- Court: United States Court of Appeals for Veterans Claims
- Decided: June 15, 2007
- Citation: 21 Vet. App. 303 (2007)

Case history
- Appealed from: Board of Veterans Appeals

Court membership
- Judges sitting: Greene (Chief Judge), Kasold (Associate Judge), Hagel (Associate Judge)

= Barr v. Nicholson =

United States veterans claims case

Barr vs. Nicholson is a United States Court of Appeals for Veterans Claims case that dealt with the competence of a Veteran's lay testimony to provide lay evidence. The court held that lay evidence can be competent depending on the type of disability claimed by a claimant. Specifically, the court held that lay people are competent to identify varicose veins that are "unnaturally distended or abnormally swollen and tortuous."

== Background ==
Veteran James Barr appealed a Board of Veterans' Appeals (BVA) decision denying service connection for varicose veins. In October 1996, he filed a claim for service connection for varicose veins. He claimed at the time that the condition was due to physical training in service. He also provided lay testimony that he had been treated at a field hospital in service and that he received private treatment since separation from service in 1967. A January 1997 VA examination diagnosed the Veteran with varicose veins and venous insufficiency of the legs. There was no medical opinion provided regarding etiology. The VA Regional Office denied the claim and the Veteran filed a Notice of Disagreement.

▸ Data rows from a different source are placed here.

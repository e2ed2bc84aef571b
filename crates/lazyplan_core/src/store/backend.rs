//! Store backends: where the whole-store document lives.
//!
//! # Responsibility
//! - Load the store at startup without ever failing the caller.
//! - Replace the persisted document atomically on every save.
//!
//! # Invariants
//! - `load` never returns an error; problems are reported via `LoadStatus`.
//! - `save` writes a sibling temp file and renames it over the target.
//! - Every load/save emits one `event=store_load|store_save` log line.

use super::legacy::decode_store;
use super::{Store, StoreCounts, StoreResult};
use log::{debug, error, info, warn};
use std::cell::{Cell, RefCell};
use std::fs;
use std::path::{Path, PathBuf};
use std::time::Instant;

/// Outcome of a best-effort load.
#[derive(Debug, Clone, PartialEq, Eq)]
pub enum LoadStatus {
    /// Document read completely.
    Loaded(StoreCounts),
    /// No document yet; starting empty.
    Missing,
    /// Document unreadable or malformed; `store` holds what was decoded
    /// before the failure.
    Recovered { error: String },
}

/// Store plus the status explaining how it was obtained.
#[derive(Debug)]
pub struct LoadOutcome {
    pub store: Store,
    pub status: LoadStatus,
}

/// Persistence contract for the whole store.
pub trait StoreBackend {
    /// Loads the persisted store. Never fails; see `LoadStatus`.
    fn load(&self) -> LoadOutcome;
    /// Replaces the persisted store with `store`.
    fn save(&self, store: &Store) -> StoreResult<()>;
}

/// JSON document on the local file system.
#[derive(Debug, Clone)]
pub struct JsonFileBackend {
    path: PathBuf,
}

impl JsonFileBackend {
    pub fn new(path: impl Into<PathBuf>) -> Self {
        Self { path: path.into() }
    }

    pub fn path(&self) -> &Path {
        &self.path
    }
}

impl StoreBackend for JsonFileBackend {
    fn load(&self) -> LoadOutcome {
        let started_at = Instant::now();
        info!(
            "event=store_load module=store status=start path={}",
            self.path.display()
        );

        if !self.path.exists() {
            info!(
                "event=store_load module=store status=ok mode=missing duration_ms={}",
                started_at.elapsed().as_millis()
            );
            return LoadOutcome {
                store: Store::default(),
                status: LoadStatus::Missing,
            };
        }

        let text = match fs::read_to_string(&self.path) {
            Ok(text) => text,
            Err(err) => {
                error!(
                    "event=store_load module=store status=error duration_ms={} error_code=read_failed error={}",
                    started_at.elapsed().as_millis(),
                    err
                );
                return LoadOutcome {
                    store: Store::default(),
                    status: LoadStatus::Recovered {
                        error: err.to_string(),
                    },
                };
            }
        };

        let outcome = outcome_from_text(&text);
        match &outcome.status {
            LoadStatus::Recovered { error } => warn!(
                "event=store_load module=store status=error duration_ms={} error_code=decode_failed error={}",
                started_at.elapsed().as_millis(),
                error
            ),
            _ => info!(
                "event=store_load module=store status=ok duration_ms={} todos={} goals={} events={} links={}",
                started_at.elapsed().as_millis(),
                outcome.store.todos.len(),
                outcome.store.goals.len(),
                outcome.store.events.len(),
                outcome.store.links.len()
            ),
        }
        outcome
    }

    fn save(&self, store: &Store) -> StoreResult<()> {
        let started_at = Instant::now();
        let result = write_atomically(&self.path, store);
        match &result {
            Ok(()) => debug!(
                "event=store_save module=store status=ok duration_ms={}",
                started_at.elapsed().as_millis()
            ),
            Err(err) => error!(
                "event=store_save module=store status=error duration_ms={} error={}",
                started_at.elapsed().as_millis(),
                err
            ),
        }
        result
    }
}

fn write_atomically(path: &Path, store: &Store) -> StoreResult<()> {
    let encoded = store.to_json()?;
    if let Some(parent) = path.parent().filter(|dir| !dir.as_os_str().is_empty()) {
        fs::create_dir_all(parent)?;
    }

    let tmp_path = temp_path(path);
    fs::write(&tmp_path, encoded)?;
    fs::rename(&tmp_path, path)?;
    Ok(())
}

fn temp_path(path: &Path) -> PathBuf {
    let mut name = path.as_os_str().to_owned();
    name.push(".tmp");
    PathBuf::from(name)
}

fn outcome_from_text(text: &str) -> LoadOutcome {
    let decoded = decode_store(text);
    let status = match decoded.error {
        Some(err) => LoadStatus::Recovered {
            error: err.to_string(),
        },
        None => LoadStatus::Loaded(decoded.store.counts()),
    };
    LoadOutcome {
        store: decoded.store,
        status,
    }
}

/// In-process backend holding the last saved document as text.
///
/// Useful for tests and throwaway sessions; decoding follows the same rules
/// as the file backend.
#[derive(Debug, Default)]
pub struct MemoryBackend {
    document: RefCell<Option<String>>,
    saves: Cell<usize>,
}

impl MemoryBackend {
    pub fn new() -> Self {
        Self::default()
    }

    /// Seeds the backend with an existing document.
    pub fn with_document(document: impl Into<String>) -> Self {
        Self {
            document: RefCell::new(Some(document.into())),
            saves: Cell::new(0),
        }
    }

    /// Last saved document, if any.
    pub fn document(&self) -> Option<String> {
        self.document.borrow().clone()
    }

    /// Number of successful saves.
    pub fn save_count(&self) -> usize {
        self.saves.get()
    }
}

impl StoreBackend for MemoryBackend {
    fn load(&self) -> LoadOutcome {
        match self.document.borrow().as_deref() {
            Some(text) => outcome_from_text(text),
            None => LoadOutcome {
                store: Store::default(),
                status: LoadStatus::Missing,
            },
        }
    }

    fn save(&self, store: &Store) -> StoreResult<()> {
        let encoded = store.to_json()?;
        *self.document.borrow_mut() = Some(encoded);
        self.saves.set(self.saves.get() + 1);
        Ok(())
    }
}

In December 1997, the Veteran provided a statement that his condition started in 1966 but only started causing him pain 30 years after service. He also stated that in his unit there were medical professionals that looked at his condition but did not feel that surgical intervention was required. During a hearing he also reported seeing several private physicians that he had seen since discharge from service, to whom he had mentioned his varicosities.

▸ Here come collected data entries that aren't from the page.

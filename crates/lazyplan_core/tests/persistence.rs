use lazyplan_core::{
    EntityRef, JsonFileBackend, LoadStatus, MemoryBackend, NewEvent, NewGoal, NewTodo, Planner,
    StoreBackend,
};
use std::fs;

#[test]
fn file_round_trip_restores_identical_store() {
    let dir = tempfile::tempdir().unwrap();
    let path = dir.path().join("planner.json");

    let (mut planner, status) = Planner::open(JsonFileBackend::new(&path));
    assert_eq!(status, LoadStatus::Missing);

    let mut todo = NewTodo::new("Pack boxes");
    todo.due_date = Some("2026-02-20T18:00:00".to_string());
    todo.tags = vec!["Move".to_string()];
    planner.add_todo(todo).unwrap();
    planner.add_goal(NewGoal::new("Move apartment")).unwrap();
    planner
        .add_event(NewEvent::new("Truck pickup", "2026-03-01T08:00:00"))
        .unwrap();
    planner.link_todo_to_goal(1, 1).unwrap();
    planner
        .add_dependent_note("tape", "two rolls", EntityRef::todo(1))
        .unwrap();

    let (reloaded, status) = Planner::open(JsonFileBackend::new(&path));
    match status {
        LoadStatus::Loaded(counts) => {
            assert_eq!(counts.todos, 1);
            assert_eq!(counts.links, 1);
            assert_eq!(counts.dependent_notes, 1);
        }
        other => panic!("unexpected status: {other:?}"),
    }
    assert_eq!(reloaded.store(), planner.store());
}

#[test]
fn document_uses_snake_case_collections_and_null_optionals() {
    let dir = tempfile::tempdir().unwrap();
    let path = dir.path().join("planner.json");
    let (mut planner, _) = Planner::open(JsonFileBackend::new(&path));
    planner.add_todo(NewTodo::new("Pack boxes")).unwrap();

    let document: serde_json::Value =
        serde_json::from_str(&fs::read_to_string(&path).unwrap()).unwrap();
    for key in ["notes", "dependent_notes", "todos", "goals", "events", "links"] {
        assert!(document[key].is_array(), "missing collection {key}");
    }
    assert!(document["todos"][0]["due_date"].is_null());
    assert_eq!(document["sequences"]["todos"], 1);
}

#[test]
fn ids_are_not_reused_after_reload() {
    let dir = tempfile::tempdir().unwrap();
    let path = dir.path().join("planner.json");

    let (mut planner, _) = Planner::open(JsonFileBackend::new(&path));
    planner.add_todo(NewTodo::new("a")).unwrap();
    planner.add_todo(NewTodo::new("b")).unwrap();
    planner.delete_todo(2).unwrap();

    let (mut reopened, _) = Planner::open(JsonFileBackend::new(&path));
    let created = reopened.add_todo(NewTodo::new("c")).unwrap();
    assert_eq!(created.todo.id, 3);
}

#[test]
fn legacy_document_is_migrated_on_load() {
    let dir = tempfile::tempdir().unwrap();
    let path = dir.path().join("legacy.json");
    fs::write(
        &path,
        r#"{
            "notes": [],
            "todos": [
                {"id": 4, "title": "Pay rent", "description": "", "priority": 2,
                 "due_date": null, "completed": false, "attached_to_goal_id": 1,
                 "tags": ["Rent", "rent", " RENT "]}
            ],
            "goals": [
                {"id": 1, "title": "Budget", "description": "", "priority": 3,
                 "due_date": null, "completed": false, "attached_todo_ids": [4],
                 "attached_event_ids": []}
            ],
            "events": [
                {"id": 2, "title": "Landlord visit", "date": "2026-02-10T14:00:00",
                 "description": "", "attached_goal_ids": [1]}
            ]
        }"#,
    )
    .unwrap();

    let (mut planner, status) = Planner::open(JsonFileBackend::new(&path));
    assert!(matches!(status, LoadStatus::Loaded(_)));

    let todo = planner.todo(4).unwrap();
    assert_eq!(todo.todo.tags, vec!["rent".to_string()]);
    let event = planner.event(2).unwrap();
    assert_eq!(event.event.start, event.event.end);
    assert!(planner.store().links().is_empty());

    let next = planner.add_todo(NewTodo::new("Pay deposit")).unwrap();
    assert_eq!(next.todo.id, 5);

    let rewritten = fs::read_to_string(&path).unwrap();
    assert!(!rewritten.contains("attached_to_goal_id"));
    assert!(!rewritten.contains("attached_todo_ids"));
}

#[test]
fn corrupt_document_recovers_to_empty_store() {
    let dir = tempfile::tempdir().unwrap();
    let path = dir.path().join("planner.json");
    fs::write(&path, "{ this is not json").unwrap();

    let backend = JsonFileBackend::new(&path);
    let outcome = backend.load();
    assert!(matches!(outcome.status, LoadStatus::Recovered { .. }));
    assert!(outcome.store.todos().is_empty());
    assert_eq!(fs::read_to_string(&path).unwrap(), "{ this is not json");
}

#[test]
fn bad_record_keeps_records_decoded_before_it() {
    let dir = tempfile::tempdir().unwrap();
    let path = dir.path().join("planner.json");
    fs::write(
        &path,
        r#"{"todos": [
            {"id": 1, "title": "ok"},
            {"id": "two", "title": "broken"},
            {"id": 3, "title": "never reached"}
        ]}"#,
    )
    .unwrap();

    let (planner, status) = Planner::open(JsonFileBackend::new(&path));
    assert!(matches!(status, LoadStatus::Recovered { .. }));
    assert_eq!(planner.store().todos().len(), 1);
    assert_eq!(planner.store().todos()[0].title, "ok");
}

#[test]
fn save_replaces_file_without_leaving_temp_file() {
    let dir = tempfile::tempdir().unwrap();
    let path = dir.path().join("planner.json");
    let (mut planner, _) = Planner::open(JsonFileBackend::new(&path));
    planner.add_todo(NewTodo::new("Pack boxes")).unwrap();
    planner.add_todo(NewTodo::new("Call movers")).unwrap();

    let names = fs::read_dir(dir.path())
        .unwrap()
        .map(|entry| entry.unwrap().file_name().into_string().unwrap())
        .collect::<Vec<_>>();
    assert_eq!(names, vec!["planner.json".to_string()]);
}

#[test]
fn memory_backend_document_reopens_with_same_sequences() {
    let (mut planner, _) = Planner::open(MemoryBackend::new());
    assert!(planner.backend().document().is_none());

    planner.add_todo(NewTodo::new("Pack boxes")).unwrap();
    planner.add_todo(NewTodo::new("Label boxes")).unwrap();
    assert!(planner.delete_todo(2).unwrap());

    let document = planner.backend().document().unwrap();
    let (mut reopened, status) = Planner::open(MemoryBackend::with_document(document));
    assert!(matches!(status, LoadStatus::Loaded(_)));
    assert_eq!(reopened.all_todos().len(), 1);
    assert_eq!(reopened.add_todo(NewTodo::new("Tape")).unwrap().todo.id, 3);
}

BVA denied the decision, finding that the preponderance of the evidence was against the claim. In its denial, BVA stated that there was no competent evidence to confirm that the varicose veins were due to service. The Board also stated that the Veteran was a layman and therefore was not competent to confirm a medical diagnosis or provide causation.

== Analysis and decision ==
The Court first acknowledged that generally a lay person is not competent to opine as to medical etiology or render medical opinions. The Court, however, pointed out that a lay person is competent to observe symptomatology and identify medical conditions in certain circumstances. In the present case, the Court held that the Veteran was able to identify varicose veins that are "unnaturally distended or abnormally swollen and tortuous." The Court explained that because varicose veins may be diagnosed by their unique and readily identifiable features, determining the presence of varicose veins is not "medical in nature" and can be made through lay observation. Essentially, competency in this regard depends on the disability claimed.

The Court vacated and remanded the Board decision for further adjudication.